STEWART: I want to walk back a little bit. You said that day, the oil spill was a little bit like the sky is falling, and then you realized, oh, my gosh. This is something so much bigger. When did you realize, okay, this incident is going to have a really long-term effect on my life?

Ms. ANDERSEN FAULKNER: Well, you know, we know oil and water don't mix very well. And the way the water works in the Prince William Sound, it flushes in and out, and more oil kept coming out, much larger than we could even contain. And as we watched, every single day we watched the black tide keep moving further and further south and starting to hit more and more of our lands, the area that we use for Chugach people. And then it started going down into the Kodiak people's lands.

STEWART: You've been working on this project for - being a plaintiff in the settlement and working with these various regional groups - for a long time now.
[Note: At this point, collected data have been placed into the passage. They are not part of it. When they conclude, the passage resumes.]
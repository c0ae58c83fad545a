use serde::{Deserialize, Serialize};

use crate::*;

/// Valid transitions:
/// - NotStarted -> InProgress
/// - InProgress -> Won
/// - InProgress -> Lost
///
/// Only [`GameSession::reset`] leaves `Won` or `Lost`.
#[derive(Copy, Clone, Debug, Default, PartialEq, Eq, Serialize, Deserialize)]
pub enum GameStatus {
    /// No reveal yet, mines are not placed
    #[default]
    NotStarted,
    InProgress,
    Won,
    Lost,
}

impl GameStatus {
    pub const fn is_not_started(self) -> bool {
        matches!(self, Self::NotStarted)
    }

    pub const fn is_finished(self) -> bool {
        matches!(self, Self::Won | Self::Lost)
    }
}

/// Counters shown next to the board.
#[derive(Copy, Clone, Debug, PartialEq, Eq, Serialize, Deserialize)]
pub struct GameState {
    pub status: GameStatus,
    /// Mine count minus placed flags, negative when over-flagged.
    pub mines_remaining: i32,
    pub elapsed_seconds: u32,
    pub mine_count: CellCount,
}

impl GameState {
    pub fn new(mine_count: CellCount) -> Self {
        Self {
            status: GameStatus::NotStarted,
            mines_remaining: i32::from(mine_count),
            elapsed_seconds: 0,
            mine_count,
        }
    }
}

/// A cell opened by a reveal request, as a renderer needs it.
#[derive(Copy, Clone, Debug, PartialEq, Eq, Serialize, Deserialize)]
pub struct RevealedCell {
    pub coords: Coord2,
    pub adjacent_count: u8,
}

/// Everything a reveal request changed.
#[derive(Clone, Debug, Default, PartialEq, Eq)]
pub struct RevealReport {
    pub outcome: RevealOutcome,
    /// Newly revealed cells, empty on `NoChange` and `HitMine`.
    pub revealed: Vec<RevealedCell>,
    /// Every mine on the board, only filled on `HitMine`.
    pub mines: Vec<Coord2>,
}

impl RevealReport {
    fn no_change() -> Self {
        Self::default()
    }
}

/// One game from the first reveal to a win or loss.
#[derive(Clone, Debug)]
pub struct GameSession<P = RandomMinePlacer> {
    config: GameConfig,
    board: Board,
    state: GameState,
    revealed_count: CellCount,
    triggered_mine: Option<Coord2>,
    placer: P,
}

impl GameSession {
    pub fn with_seed(config: GameConfig, seed: u64) -> Result<Self> {
        Self::new(config, RandomMinePlacer::from_seed(seed))
    }
}

impl<P: MinePlacer> GameSession<P> {
    pub fn new(config: GameConfig, placer: P) -> Result<Self> {
        config.validate()?;
        Ok(Self {
            config,
            board: Board::new(config.size()),
            state: GameState::new(config.mines),
            revealed_count: 0,
            triggered_mine: None,
            placer,
        })
    }

    pub fn config(&self) -> &GameConfig {
        &self.config
    }

    pub fn board(&self) -> &Board {
        &self.board
    }

    pub fn state(&self) -> GameState {
        self.state
    }

    pub fn status(&self) -> GameStatus {
        self.state.status
    }

    pub fn is_finished(&self) -> bool {
        self.state.status.is_finished()
    }

    pub fn mines_remaining(&self) -> i32 {
        self.state.mines_remaining
    }

    pub fn elapsed_seconds(&self) -> u32 {
        self.state.elapsed_seconds
    }

    pub fn cell_at(&self, coords: Coord2) -> Result<Cell> {
        self.board.get(coords)
    }

    /// The mine that ended the game, if it was lost.
    pub fn triggered_mine(&self) -> Option<Coord2> {
        self.triggered_mine
    }

    /// Safe cells revealed so far, the score of this game.
    pub fn tiles_revealed(&self) -> CellCount {
        self.revealed_count
    }

    /// The score to rank, once the game is over.
    pub fn final_score(&self) -> Option<CellCount> {
        self.is_finished().then_some(self.revealed_count)
    }

    /// Abandons the current game and starts a fresh one with the same configuration.
    pub fn reset(&mut self) {
        log::debug!(
            "Reset game, previous status {:?} after {}s",
            self.state.status,
            self.state.elapsed_seconds
        );
        self.board = Board::new(self.config.size());
        self.state = GameState::new(self.config.mines);
        self.revealed_count = 0;
        self.triggered_mine = None;
    }

    pub fn on_reveal(&mut self, coords: Coord2) -> Result<RevealReport> {
        let coords = self.board.validate_coords(coords)?;

        if self.is_finished() || !self.board[coords].is_revealable() {
            return Ok(RevealReport::no_change());
        }

        if self.state.status.is_not_started() {
            self.start(coords)?;
        }

        if self.board[coords].is_mine {
            self.triggered_mine = Some(coords);
            self.end_game(GameStatus::Lost);
            return Ok(RevealReport {
                outcome: RevealOutcome::HitMine,
                revealed: Vec::new(),
                mines: self.board.mine_coords(),
            });
        }

        let revealed: Vec<_> = reveal(&mut self.board, coords)
            .into_iter()
            .map(|coords| RevealedCell {
                coords,
                adjacent_count: self.board[coords].adjacent_count,
            })
            .collect();
        // bounded by the board size
        self.revealed_count += revealed.len() as CellCount;

        let outcome = if self.revealed_count == self.config.safe_cells() {
            self.end_game(GameStatus::Won);
            RevealOutcome::Won
        } else {
            RevealOutcome::Revealed
        };

        Ok(RevealReport {
            outcome,
            revealed,
            mines: Vec::new(),
        })
    }

    pub fn on_flag_toggle(&mut self, coords: Coord2) -> Result<MarkOutcome> {
        let coords = self.board.validate_coords(coords)?;

        let cell = &mut self.board[coords];
        if self.state.status.is_finished() || cell.is_revealed {
            return Ok(MarkOutcome::NoChange);
        }

        cell.is_flagged = !cell.is_flagged;
        if cell.is_flagged {
            self.state.mines_remaining -= 1;
        } else {
            self.state.mines_remaining += 1;
        }
        Ok(MarkOutcome::Changed)
    }

    /// Advances the clock by one second while the game is running.
    pub fn on_tick(&mut self) -> bool {
        if matches!(self.state.status, GameStatus::InProgress) {
            self.state.elapsed_seconds += 1;
            true
        } else {
            false
        }
    }

    fn start(&mut self, first: Coord2) -> Result<()> {
        self.placer.place(&mut self.board, first, self.config.mines)?;
        compute_all(&mut self.board);
        self.state.status = GameStatus::InProgress;
        log::debug!("Game started at {:?}", first);
        Ok(())
    }

    fn end_game(&mut self, status: GameStatus) {
        self.state.status = status;
        log::debug!(
            "Game ended {:?} with {} tiles after {}s",
            status,
            self.revealed_count,
            self.state.elapsed_seconds
        );
    }
}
Have you seen any money at all in terms of settlement?

Ms. ANDERSEN FAULKNER: As a subsistence person, we saw some money under an Alyeska settlement, and some under the compensatory, and it probably total amounted to, I'll say a solid $2,000, but that was about it.
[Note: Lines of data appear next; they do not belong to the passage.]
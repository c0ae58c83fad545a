use crate::*;

/// Reveals `coords` and floods outward from zero-count cells.
///
/// Returns the cells that changed from concealed to revealed in this call, in reveal order.
/// Out-of-bounds, revealed, and flagged targets reveal nothing. Propagation stops at numbered cells
/// and never opens a flagged cell. The revealed flag is the visit guard, so every cell is opened at
/// most once and the work list stays bounded by the board size.
pub fn reveal(board: &mut Board, coords: Coord2) -> Vec<Coord2> {
    let mut revealed = Vec::new();
    if !board.contains(coords) {
        return revealed;
    }

    let mut to_visit = vec![coords];
    while let Some(visit_coords) = to_visit.pop() {
        let cell = &mut board[visit_coords];
        if !cell.is_revealable() {
            continue;
        }

        cell.is_revealed = true;
        revealed.push(visit_coords);
        log::trace!(
            "Revealed {:?}, adjacent mines: {}",
            visit_coords,
            cell.adjacent_count
        );

        if cell.is_mine || cell.adjacent_count > 0 {
            continue;
        }

        to_visit.extend(
            board
                .iter_neighbors(visit_coords)
                .filter(|&pos| board[pos].is_revealable()),
        );
    }

    revealed
}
STEWART: So what do you think about Exxon's argument that, look, we've already paid this $3.4 billion in criminal and civil fines and penalties and compensatory damages, and we've done the cleanup and the Clean Water Act doesn't permit more punitive damages. What do you think about that argument?

Ms. ANDERSEN FAULKNER: Well, we certainly haven't been compensated. I mean, Exxon said they would make us whole, and the hole they put us in was a big pit. It damaged us, and a third of my life has been spent dealing with this issue. Just as a plaintiff, just sitting - if I just sat around and did nothing, wasn't active in this, a third of my life was damaged by it. I had to produce financial records. I've had to answer questions. Everywhere I go, I'm asked about this case.

As an activist person, meaning because I'm so intimately involved in it, because I worked with the class action attorneys - I work first of all with my fellow community members to try and clean it up, and then I worked with the class action attorneys to try and get the case together. And since then, the last nine years has been for no pay. People just expect me to know all the answers and to be the conduit to the attorneys to find out what's going on. When are we going to settle this? You know, when are things going to be better? What are the scientists saying?

STEWART: So how much, ultimately, do you hope that you'll receive in this settlement, personally and through your native regional corporation?

Ms. ANDERSEN FAULKNER: Well, for subsistence it'll be a short $50,000 because of the interest that has built up. And then we expect to receive maybe another $10,000 from our regional corporation, and that's of the lands that were damaged.

STEWART: And I know there's some thought up there that there should be some financial planning should you get this money, if and when you get this money, to help people out in the future, correct?

Ms. ANDERSEN FAULKNER: Yes. And that is an area I was worried about because we hope that when we get money, it would be in a lump sum, and that would give us a total number in which to deal with and we can do some planning. But a lot of folks aren't used to receiving lump sum payments. I mean, I'm not used to receiving, let's say, $60,000, so I'm going to need some financial planning. And a bunch of us got together over coffee one day and we organized an organization called Oiled Regions of Alaska Foundation.

STEWART: Well, Patience Andersen, one of the plaintiffs in the Exxon Valdez case, it she appeared in front of the Supreme Court today. Thank you for sharing your story with us.